Currently, sensors based on TSV technology are widely used in the fields of piezoresistive pressure174,176, CPS177, and acoustic sensors178. However, the TSV package sensor has two major drawbacks: (1) TSV fabrication is complicated, including silicon etching, oxidation, and electroplating filling, introducing high cost and a long process, and (2) a bonding-aided layer is commonly needed in silicon bonding. Borosilicate glass has no free-moving charges, excellent dielectric properties, favorable airtightness, favorable stability, and low cost. Many research institutions have applied TGV to develop pressure sensor chips; however, TGV exhibits low surface requirements (such as roughness and total thickness variation) for wafer bonding, which introduces less fabrication difficulty.
Dong et al. 172 proposed an FC packaging pressure sensor based on the TGV process. An FC SOI high-temperature pressure-sensor chip was designed and fabricated. In this design, chip-level Au–Au bonding is selected because of its excellent electrical conductivity and bonding performance, as opposed to the common soldering method. This leads to the realization of high-temperature connection resistance between the chip and ceramic PCB. The sensitivity of the sensor was 8.69 mV/100 kPa, and its basic error was <0.39%FS; however, this process hardly achieved mass production because of the difficulty in chip-level bonding. Similarly, Tian179,180 developed another high-temperature leadless packaged silicon pressure sensor using a TGV and optimized the thermal stress under extreme temperature differences. The test results show that the nonlinearity is 0.18%FS in the temperature range of 20–450 °C. The thermal zero-point drift is only 5.71 mV, and the full-scale output temperature drift is only 8.45 mV. However, the chip size is ~4.8 mm × 4.8 mm, and the diameter of the packaged sensor is >10 mm.
In an FC packaged sensor, given the CTE mismatch of the material between the base and chip, a large packaging stress often occurs. Reducing the packaging stress is key to improving accuracy. To reduce the stress due to solder joints, Waber et al. 167 developed a copper spring connection soldering structure (Fig. 22g).
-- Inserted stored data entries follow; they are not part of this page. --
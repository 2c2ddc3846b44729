//! Server-side coordinator for one editing session.
//!
//! The coordinator is the single writer of a session's document. It accepts
//! operations (rebasing them over concurrent history), acknowledges them to
//! their sender, broadcasts them to everyone else in version order, relays
//! presence, and answers resync requests.
//!
//! Lifecycle:
//!
//! ```text
//! Empty --first join--> Active --last leave--> Draining --grace expiry--> Empty
//!                         ^                        |
//!                         +-------join-------------+
//! ```
//!
//! The document is loaded from the store on `Empty -> Active` and
//! checkpointed on `Draining -> Empty`. The grace timer itself lives in the
//! session actor (see `registry`).

use crate::document::{Acceptance, DocumentState, ReplayStep};
use crate::error::{CollabError, CollabResult, ErrorCode};
use crate::ids::{ClientId, ConnectionId, SessionId};
use crate::message::{
    Envelope, ErrorPayload, Message, ResyncRequestPayload, ResyncResponsePayload, UserJoinPayload,
    UserLeavePayload,
};
use crate::operation::Operation;
use crate::presence::{Identity, PresenceManager, PresenceState};
use crate::store::{DocumentStore, StoredDocument};
use chrono::{DateTime, Utc};
use serde::{Deserialize, Serialize};
use std::collections::HashMap;
use std::sync::Arc;
use std::time::Duration;
use tokio::sync::mpsc;

/// Outbound queue of one connection.
pub type Outbox = mpsc::UnboundedSender<Envelope>;

/// Configuration for a session.
#[derive(Clone, Debug, PartialEq, Eq, Serialize, Deserialize)]
#[serde(default)]
pub struct SessionConfig {
    /// Accepted operations retained for rebasing; older clients resync.
    pub history_capacity: usize,
    /// How long an empty session stays loaded before it is torn down.
    pub grace_period_ms: u64,
    /// Interval between checkpoints of a modified document.
    pub checkpoint_interval_ms: u64,
    /// Maximum number of connections in one session.
    pub max_participants: usize,
}

impl Default for SessionConfig {
    fn default() -> Self {
        Self {
            history_capacity: 500,
            grace_period_ms: 30_000,
            checkpoint_interval_ms: 60_000,
            max_participants: 100,
        }
    }
}

impl SessionConfig {
    pub fn grace_period(&self) -> Duration {
        Duration::from_millis(self.grace_period_ms)
    }

    pub fn checkpoint_interval(&self) -> Duration {
        Duration::from_millis(self.checkpoint_interval_ms)
    }
}
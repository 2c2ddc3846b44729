//! Transform engine for concurrent operations.
//!
//! Given `a` and `b` computed against the same document, [`transform`]
//! returns `(a', b')` with `apply(apply(doc, a), b') == apply(apply(doc, b), a')`.
//!
//! When both operations insert at the same position, the operation whose
//! client id is lexicographically smaller ends up *after* the other one's
//! insertion. Server and clients use the same rule, so every peer computes
//! byte-identical results for the same pair. Timestamps never take part.

use crate::error::{CollabError, CollabResult};
use crate::operation::{char_len, remainder, Component, Operation, TextOperation};

/// Which operand's text goes second when both insert at one position.
#[derive(Clone, Copy, Debug, PartialEq, Eq)]
pub enum TieBreak {
    /// The first operand's insert is placed after the second's.
    FirstAfter,
    /// The first operand's insert is placed before the second's.
    FirstBefore,
}

impl TieBreak {
    /// Decide the tie-break for `a` against `b` from their client ids.
    ///
    /// Equal client ids only happen for the same client; the operation id
    /// keeps the order total anyway.
    pub fn between(a: &Operation, b: &Operation) -> Self {
        if (&a.client_id, a.id) < (&b.client_id, b.id) {
            TieBreak::FirstAfter
        } else {
            TieBreak::FirstBefore
        }
    }
}

/// Transform two concurrent text operations against each other.
pub fn transform(
    a: &TextOperation,
    b: &TextOperation,
    tie: TieBreak,
) -> CollabResult<(TextOperation, TextOperation)> {
    if a.base_len() != b.base_len() {
        return Err(CollabError::LengthMismatch {
            expected: a.base_len(),
            actual: b.base_len(),
        });
    }

    let mut a_prime = TextOperation::new();
    let mut b_prime = TextOperation::new();
    let mut iter_a = a.components().iter().cloned();
    let mut iter_b = b.components().iter().cloned();
    let mut ca = iter_a.next();
    let mut cb = iter_b.next();

    loop {
        let a_inserts = matches!(ca, Some(Component::Insert(_)));
        let b_inserts = matches!(cb, Some(Component::Insert(_)));

        if a_inserts && (!b_inserts || tie == TieBreak::FirstBefore) {
            if let Some(Component::Insert(text)) = ca.take() {
                b_prime.retain(char_len(&text));
                a_prime.insert(&text);
            }
            ca = iter_a.next();
            continue;
        }
        if b_inserts {
            if let Some(Component::Insert(text)) = cb.take() {
                a_prime.retain(char_len(&text));
                b_prime.insert(&text);
            }
            cb = iter_b.next();
            continue;
        }

        match (ca.take(), cb.take()) {
            (None, None) => break,
            (None, _) | (_, None) => {
                return Err(CollabError::MalformedOperation(
                    "transform: operands cover different lengths".to_string(),
                ));
            }
            (Some(Component::Retain(x)), Some(Component::Retain(y))) => {
                let n = x.min(y);
                a_prime.retain(n);
                b_prime.retain(n);
                ca = remainder(Component::Retain(x - n), &mut iter_a);
                cb = remainder(Component::Retain(y - n), &mut iter_b);
            }
            (Some(Component::Delete(x)), Some(Component::Delete(y))) => {
                // Both removed the same span; nothing left to do for it.
                let n = x.min(y);
                ca = remainder(Component::Delete(x - n), &mut iter_a);
                cb = remainder(Component::Delete(y - n), &mut iter_b);
            }
            (Some(Component::Delete(x)), Some(Component::Retain(y))) => {
                let n = x.min(y);
                a_prime.delete(n);
                ca = remainder(Component::Delete(x - n), &mut iter_a);
                cb = remainder(Component::Retain(y - n), &mut iter_b);
            }
            (Some(Component::Retain(x)), Some(Component::Delete(y))) => {
                let n = x.min(y);
                b_prime.delete(n);
                ca = remainder(Component::Retain(x - n), &mut iter_a);
                cb = remainder(Component::Delete(y - n), &mut iter_b);
            }
            (Some(Component::Insert(_)), _) | (_, Some(Component::Insert(_))) => {
                return Err(CollabError::MalformedOperation(
                    "transform: unexpected insert while matching spans".to_string(),
                ));
            }
        }
    }

    Ok((a_prime, b_prime))
}

/// Transform two concurrent [`Operation`]s, deriving the tie-break from
/// their client ids. Returns `(a', b')` keeping each operation's identity.
pub fn transform_operations(a: &Operation, b: &Operation) -> CollabResult<(Operation, Operation)> {
    let (a_ops, b_ops) = transform(&a.ops, &b.ops, TieBreak::between(a, b))?;
    Ok((a.with_ops(a_ops), b.with_ops(b_ops)))
}

/// Rebase `op` over a sequence of operations that were applied after its
/// base, oldest first.
pub fn rebase<'a>(
    op: &Operation,
    applied: impl IntoIterator<Item = &'a Operation>,
) -> CollabResult<Operation> {
    let mut current = op.clone();
    for other in applied {
        let (rebased, _) = transform_operations(&current, other)?;
        current = rebased;
    }
    Ok(current)
}

/// Shift a character offset through `op`.
///
/// Text inserted exactly at `index` pushes it forward.
pub fn transform_index(index: usize, op: &TextOperation) -> usize {
    let mut new_index = index;
    let mut pos = 0usize;
    for component in op.components() {
        if pos > index {
            break;
        }
        match component {
            Component::Retain(n) => pos += n,
            Component::Insert(text) => {
                new_index += char_len(text);
            }
            Component::Delete(n) => {
                let removed = (*n).min(index.saturating_sub(pos));
                new_index -= removed;
                pos += n;
            }
        }
    }
    new_index
}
The package stress was significantly reduced via a flexible spring connection (the MEMS spring is shown in Fig. 22h, and the FC chip is shown in Fig. 22i). Hysteresis of the sensor accordingly decreases from 140 to 20 Pa. However, this method is only suitable for static pressure measurement and is not suitable for high dynamic pressure measurement or strong vibration measurement due to its low connection stiffness.
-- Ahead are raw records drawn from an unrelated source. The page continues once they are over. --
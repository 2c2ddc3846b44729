//! WebSocket collaboration server.
//!
//! Accepts WebSocket connections, resolves each `user-join` to an identity
//! and hands the connection to the [`SessionRegistry`], whose per-session
//! actors do the actual coordination.
//!
//! # Architecture
//!
//! Each connection runs in its own task with a separate forwarder task for
//! outgoing frames. Sessions run as actors owned by the registry, so a slow
//! connection never blocks a session and a busy session never blocks the
//! accept loop.
//!
//! # Example
//!
//! ```ignore
//! use code_collab::server::{CollaborationServer, ServerConfig};
//! use code_collab::store::MemoryDocumentStore;
//! use std::sync::Arc;
//!
//! #[tokio::main]
//! async fn main() -> Result<(), Box<dyn std::error::Error>> {
//!     let server = CollaborationServer::new(ServerConfig::default(), Arc::new(MemoryDocumentStore::new()));
//!     server.run().await?;
//!     Ok(())
//! }
//! ```

pub mod connection;
pub mod identity;

pub use identity::{IdentityProvider, TokenIdentityProvider, TrustedIdentityProvider};

use crate::coordinator::SessionConfig;
use crate::registry::SessionRegistry;
use crate::store::DocumentStore;
use connection::{serve_connection, ConnectionGuard};
use serde::{Deserialize, Serialize};
use std::path::PathBuf;
use std::sync::atomic::{AtomicUsize, Ordering};
use std::sync::Arc;
use thiserror::Error;
use tokio::net::TcpListener;
use tokio::sync::broadcast;

/// Listener settings plus the defaults every session runs with.
#[derive(Clone, Debug, PartialEq, Eq, Serialize, Deserialize)]
#[serde(default)]
pub struct ServerConfig {
    /// Interface the listener binds.
    pub bind_address: String,
    /// TCP port; 0 picks a free one.
    pub port: u16,
    /// Sockets beyond this are closed right after accept.
    pub max_total_connections: usize,
    /// Directory for document checkpoints; in-memory when unset.
    pub storage_dir: Option<PathBuf>,
    pub session: SessionConfig,
}

impl Default for ServerConfig {
    fn default() -> Self {
        Self {
            bind_address: "0.0.0.0".to_string(),
            port: 8080,
            max_total_connections: 1000,
            storage_dir: None,
            session: SessionConfig::default(),
        }
    }
}

impl ServerConfig {
    /// Defaults, listening on `port`.
    pub fn with_port(port: u16) -> Self {
        Self {
            port,
            ..Default::default()
        }
    }

    /// `host:port` as passed to bind.
    pub fn socket_addr(&self) -> String {
        format!("{}:{}", self.bind_address, self.port)
    }
}

/// Accept loop in front of a [`SessionRegistry`].
pub struct CollaborationServer<P: IdentityProvider = TrustedIdentityProvider> {
    config: ServerConfig,
    provider: Arc<P>,
    registry: Arc<SessionRegistry>,
    connections: Arc<AtomicUsize>,
    shutdown_tx: broadcast::Sender<()>,
}

impl CollaborationServer<TrustedIdentityProvider> {
    /// Create a server that trusts the identity clients claim.
    pub fn new(config: ServerConfig, store: Arc<dyn DocumentStore>) -> Self {
        Self::with_identity(config, store, TrustedIdentityProvider)
    }
}

impl<P: IdentityProvider + 'static> CollaborationServer<P> {
    /// Create a server with a custom identity provider.
    pub fn with_identity(config: ServerConfig, store: Arc<dyn DocumentStore>, provider: P) -> Self {
        let (shutdown_tx, _) = broadcast::channel(1);
        let registry = SessionRegistry::new(store, config.session.clone());
        Self {
            config,
            provider: Arc::new(provider),
            registry: Arc::new(registry),
            connections: Arc::new(AtomicUsize::new(0)),
            shutdown_tx,
        }
    }

    pub fn config(&self) -> &ServerConfig {
        &self.config
    }

    pub fn registry(&self) -> &Arc<SessionRegistry> {
        &self.registry
    }

    pub fn shutdown_handle(&self) -> ShutdownHandle {
        ShutdownHandle {
            tx: self.shutdown_tx.clone(),
        }
    }

    /// Bind to the configured address and serve until shutdown.
    pub async fn run(&self) -> Result<(), ServerError> {
        let addr = self.config.socket_addr();
        let listener = TcpListener::bind(&addr)
            .await
            .map_err(|e| ServerError::BindFailed(addr.clone(), e))?;
        self.serve(listener).await
    }

    /// Serve on an already bound listener until shutdown, then checkpoint
    /// every live session.
    pub async fn serve(&self, listener: TcpListener) -> Result<(), ServerError> {
        let local = listener.local_addr().map_err(ServerError::Io)?;
        tracing::info!(%local, "listening for collaboration clients");

        let mut shutdown_rx = self.shutdown_tx.subscribe();
        loop {
            tokio::select! {
                result = listener.accept() => {
                    match result {
                        Ok((stream, addr)) => {
                            if self.connections.load(Ordering::SeqCst) >= self.config.max_total_connections {
                                tracing::warn!(%addr, limit = self.config.max_total_connections, "connection limit reached");
                                continue;
                            }
                            let guard = ConnectionGuard::new(Arc::clone(&self.connections));
                            tokio::spawn(serve_connection(
                                stream,
                                addr,
                                Arc::clone(&self.registry),
                                Arc::clone(&self.provider),
                                self.shutdown_tx.subscribe(),
                                guard,
                            ));
                        }
                        Err(e) => {
                            tracing::error!(error = %e, "accept failed");
                        }
                    }
                }
                _ = shutdown_rx.recv() => {
                    tracing::info!("stopping accept loop");
                    break;
                }
            }
        }

        let failures = self.registry.shutdown().await;
        if !failures.is_empty() {
            tracing::error!(sessions = failures.len(), "some sessions could not be saved");
        }
        tracing::info!("all sessions checkpointed, server stopped");
        Ok(())
    }

    /// Live connection and session counts.
    pub async fn stats(&self) -> ServerStats {
        ServerStats {
            total_connections: self.connections.load(Ordering::SeqCst),
            total_sessions: self.registry.session_count().await,
        }
    }
}

#[derive(Clone, Debug, PartialEq, Eq, Serialize)]
pub struct ServerStats {
    /// Open WebSocket connections.
    pub total_connections: usize,
    /// Sessions currently loaded, including draining ones.
    pub total_sessions: usize,
}

/// Stops the accept loop from another task.
#[derive(Clone, Debug)]
pub struct ShutdownHandle {
    tx: broadcast::Sender<()>,
}

impl ShutdownHandle {
    pub fn shutdown(&self) {
        let _ = self.tx.send(());
    }
}

/// Failures that stop the server itself; per-connection errors are only logged.
#[derive(Debug, Error)]
pub enum ServerError {
    #[error("Failed to bind to {0}: {1}")]
    BindFailed(String, std::io::Error),

    #[error("I/O error: {0}")]
    Io(std::io::Error),
}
In general, the FC pressure sensor easily achieves miniaturized packaging and a high-frequency response because the chip is primarily packaged with a Pb–Sn solder and mounted in the front face. However, the solder softening temperature is usually low, and its ultimate strength and stiffness limit its application in FC design at high temperatures. In the FC structure, the underfill effectively protects the solder joints from the particles. However, given the CTE mismatch between the underfill, silicon chip and printed circuit board (PCB), nanoscale gaps inevitably exist after a long period of pressure and temperature cycling. Thus, this FC pressure sensor hardly meets the requirements of conductive or corrosive media. Thus, chip-size protection methods should be investigated.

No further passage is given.